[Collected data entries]
-*-
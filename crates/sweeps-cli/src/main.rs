use anyhow::Result;
use clap::{ArgAction, Parser, Subcommand};
use serde_json::{json, Value};
use std::path::{Path, PathBuf};
use tracing_subscriber::EnvFilter;

use sweeps_core::{ProjectLayout, StatusTable, SweepChange, SweepError};
use sweeps_runner::{
    AutoApprove, Confirm, Coordinator, Progress, RfOutcome, StdinPrompt, SweepOutcome,
    SweepReport, SweepRequest, WorkerReport,
};

#[derive(Parser)]
#[command(
    name = "sweeps",
    version = "0.3.0",
    about = "Utility for managing parameter sweeps"
)]
struct Cli {
    /// Project directory
    project: PathBuf,
    /// Raise log verbosity (-v info, -vv debug)
    #[arg(short, long, action = ArgAction::Count, global = true)]
    verbose: u8,
    #[command(subcommand)]
    command: Commands,
}

#[derive(Subcommand)]
enum Commands {
    /// Create rfs from a sweep file
    Create {
        /// JSON or YAML file specifying the sweep, relative to PROJECT
        sweep_file: PathBuf,
        #[arg(long)]
        json: bool,
    },
    /// Delete rfs from a sweep file
    Delete {
        sweep_file: PathBuf,
        #[arg(long)]
        json: bool,
    },
    /// Run a parameter sweep over existing rfs
    Run {
        /// Interpreter for SCRIPT
        program: String,
        /// Script location relative to PROJECT/bin
        script: String,
        /// Number of worker processes
        #[arg(long)]
        procs: Option<usize>,
        /// Restrict to rfs produced by this sweep file, relative to PROJECT
        #[arg(long = "sweep-file")]
        sweep_file: Option<PathBuf>,
        /// Rerun failed rfs
        #[arg(long)]
        rerun_failed: bool,
        /// Skip the confirmation prompt
        #[arg(long)]
        yes: bool,
        #[arg(long)]
        json: bool,
    },
    /// Print the sweep summary for a script
    Query {
        script: String,
        #[arg(long)]
        json: bool,
    },
}

fn main() -> Result<()> {
    let cli = Cli::parse();
    init_tracing(cli.verbose);
    let json_mode = command_json_mode(&cli.command);
    let result = run_command(&cli.project, cli.command);
    match result {
        Ok((payload, code)) => {
            if let Some(payload) = payload {
                emit_json(&payload);
            }
            if code != 0 {
                std::process::exit(code);
            }
            Ok(())
        }
        Err(err) => {
            if json_mode {
                emit_json(&failure_envelope(&err));
                std::process::exit(1);
            }
            Err(err)
        }
    }
}

fn init_tracing(verbose: u8) {
    let default = match verbose {
        0 => "warn",
        1 => "info",
        _ => "debug",
    };
    let filter = EnvFilter::try_from_default_env().unwrap_or_else(|_| EnvFilter::new(default));
    let _ = tracing_subscriber::fmt()
        .with_env_filter(filter)
        .with_writer(std::io::stderr)
        .try_init();
}

/// Logs each rf as it completes.
struct LogProgress;

impl Progress for LogProgress {
    fn completed(&mut self, report: &WorkerReport) {
        match &report.outcome {
            RfOutcome::Finished => tracing::info!(rf = %report.rf, slot = report.slot, "finished"),
            RfOutcome::Failed { code } => {
                tracing::warn!(rf = %report.rf, code = ?code, "failed")
            }
            RfOutcome::Skipped { reason } => tracing::warn!(rf = %report.rf, %reason, "skipped"),
            RfOutcome::Error { message } => tracing::warn!(rf = %report.rf, %message, "error"),
        }
    }
}

fn run_command(project: &Path, command: Commands) -> Result<(Option<Value>, i32)> {
    let layout = ProjectLayout::new(project);
    match command {
        Commands::Create { sweep_file, json } => {
            let change = sweeps_core::create_rfs(&layout, &sweep_file)?;
            if json {
                return Ok((Some(change_to_json("create", &change)), 0));
            }
            println!("created: {}", change.changed);
            println!("existing: {}", change.unchanged);
            println!("archived: {}", change.archived.display());
        }
        Commands::Delete { sweep_file, json } => {
            let change = sweeps_core::delete_rfs(&layout, &sweep_file)?;
            if json {
                return Ok((Some(change_to_json("delete", &change)), 0));
            }
            println!("deleted: {}", change.changed);
            println!("missing: {}", change.unchanged);
            println!("archived: {}", change.archived.display());
        }
        Commands::Run {
            program,
            script,
            procs,
            sweep_file,
            rerun_failed,
            yes,
            json,
        } => {
            let workers = procs.unwrap_or_else(|| {
                std::thread::available_parallelism()
                    .map(|n| n.get())
                    .unwrap_or(1)
            });
            let request = SweepRequest {
                project: project.to_path_buf(),
                interpreter: program,
                script,
                workers,
                restrict_to: sweep_file,
                rerun_failed,
            };
            let coordinator = Coordinator::new(request).with_signal_handling(true);
            let mut confirm: Box<dyn Confirm> = if yes {
                Box::new(AutoApprove)
            } else {
                Box::new(StdinPrompt)
            };
            let report = coordinator.run(confirm.as_mut(), &mut LogProgress)?;
            let code = report.outcome.exit_code();
            if json {
                return Ok((Some(report_to_json(&report)), code));
            }
            print_report(&report);
            return Ok((None, code));
        }
        Commands::Query { script, json } => {
            let (identity, table) = sweeps_runner::query_status(project, &script)?;
            if json {
                return Ok((
                    Some(json!({
                        "ok": true,
                        "command": "query",
                        "script_id": identity.to_string(),
                        "total": table.total(),
                        "counts": table_to_json(&table),
                    })),
                    0,
                ));
            }
            print!("{}", sweeps_runner::render_histogram(&identity, &table));
        }
    }
    Ok((None, 0))
}

fn print_report(report: &SweepReport) {
    match &report.outcome {
        SweepOutcome::Aborted => println!("Aborting sweep."),
        SweepOutcome::Completed(tally) => {
            println!("Sweep completed.");
            println!("finished: {}", tally.finished);
            println!("failed: {}", tally.failed);
            if tally.skipped > 0 {
                println!("skipped: {}", tally.skipped);
            }
            if tally.errors > 0 {
                println!("errors: {}", tally.errors);
            }
        }
        SweepOutcome::Cancelled { signal, tally } => {
            println!("Sweep cancelled by signal {}.", signal);
            println!("finished: {}", tally.finished);
            println!("failed: {}", tally.failed);
        }
    }
    println!("run_file: {}", report.manifest_path.display());
}

fn emit_json(value: &Value) {
    let line = serde_json::to_string(value).unwrap_or_else(|err| {
        failure_envelope(&anyhow::anyhow!("unserializable result: {}", err)).to_string()
    });
    println!("{}", line);
}

/// `{"ok": false, "error": {"code", "message", "chain"}}`, with a code a
/// caller can branch on.
fn failure_envelope(err: &anyhow::Error) -> Value {
    json!({
        "ok": false,
        "error": {
            "code": error_code(err),
            "message": err.to_string(),
            "chain": err.chain().skip(1).map(|c| c.to_string()).collect::<Vec<_>>(),
        }
    })
}

fn error_code(err: &anyhow::Error) -> &'static str {
    match err.downcast_ref::<SweepError>() {
        Some(SweepError::Locked(_)) => "operation_in_progress",
        Some(SweepError::ScriptUnreadable { .. }) => "script_unreadable",
        Some(SweepError::InvalidSweep { .. } | SweepError::Json(_) | SweepError::Yaml(_)) => {
            "invalid_sweep"
        }
        Some(SweepError::Io { .. }) => "io_error",
        None => "command_failed",
    }
}

fn command_json_mode(command: &Commands) -> bool {
    match command {
        Commands::Create { json, .. }
        | Commands::Delete { json, .. }
        | Commands::Run { json, .. }
        | Commands::Query { json, .. } => *json,
    }
}

fn change_to_json(command: &str, change: &SweepChange) -> Value {
    json!({
        "ok": true,
        "command": command,
        "changed": change.changed,
        "unchanged": change.unchanged,
        "archived": change.archived.display().to_string(),
    })
}

fn table_to_json(table: &StatusTable) -> Value {
    let mut counts = serde_json::Map::new();
    for (status, rfs) in table.iter() {
        counts.insert(status.as_str().to_string(), json!(rfs.len()));
    }
    Value::Object(counts)
}

fn report_to_json(report: &SweepReport) -> Value {
    let tally = match &report.outcome {
        SweepOutcome::Aborted => None,
        SweepOutcome::Completed(tally) | SweepOutcome::Cancelled { tally, .. } => Some(tally),
    };
    json!({
        "ok": true,
        "command": "run",
        "outcome": report.outcome.as_str(),
        "exit_code": report.outcome.exit_code(),
        "run_file": report.manifest_path.display().to_string(),
        "script_id": report.manifest.script_id,
        "queued": report.manifest.queued,
        "invalid": report.manifest.invalid,
        "active": report.manifest.active,
        "finished": tally.map(|t| t.finished),
        "failed": tally.map(|t| t.failed),
        "skipped": tally.map(|t| t.skipped),
    })
}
-*-
YOUR INSTRUCTIONS: Among the lines above, return those that contain the string "AutoApprove".

EXERCISE RESPONSE:
    AutoApprove, Confirm, Coordinator, Progress, RfOutcome, StdinPrompt, SweepOutcome,
                Box::new(AutoApprove)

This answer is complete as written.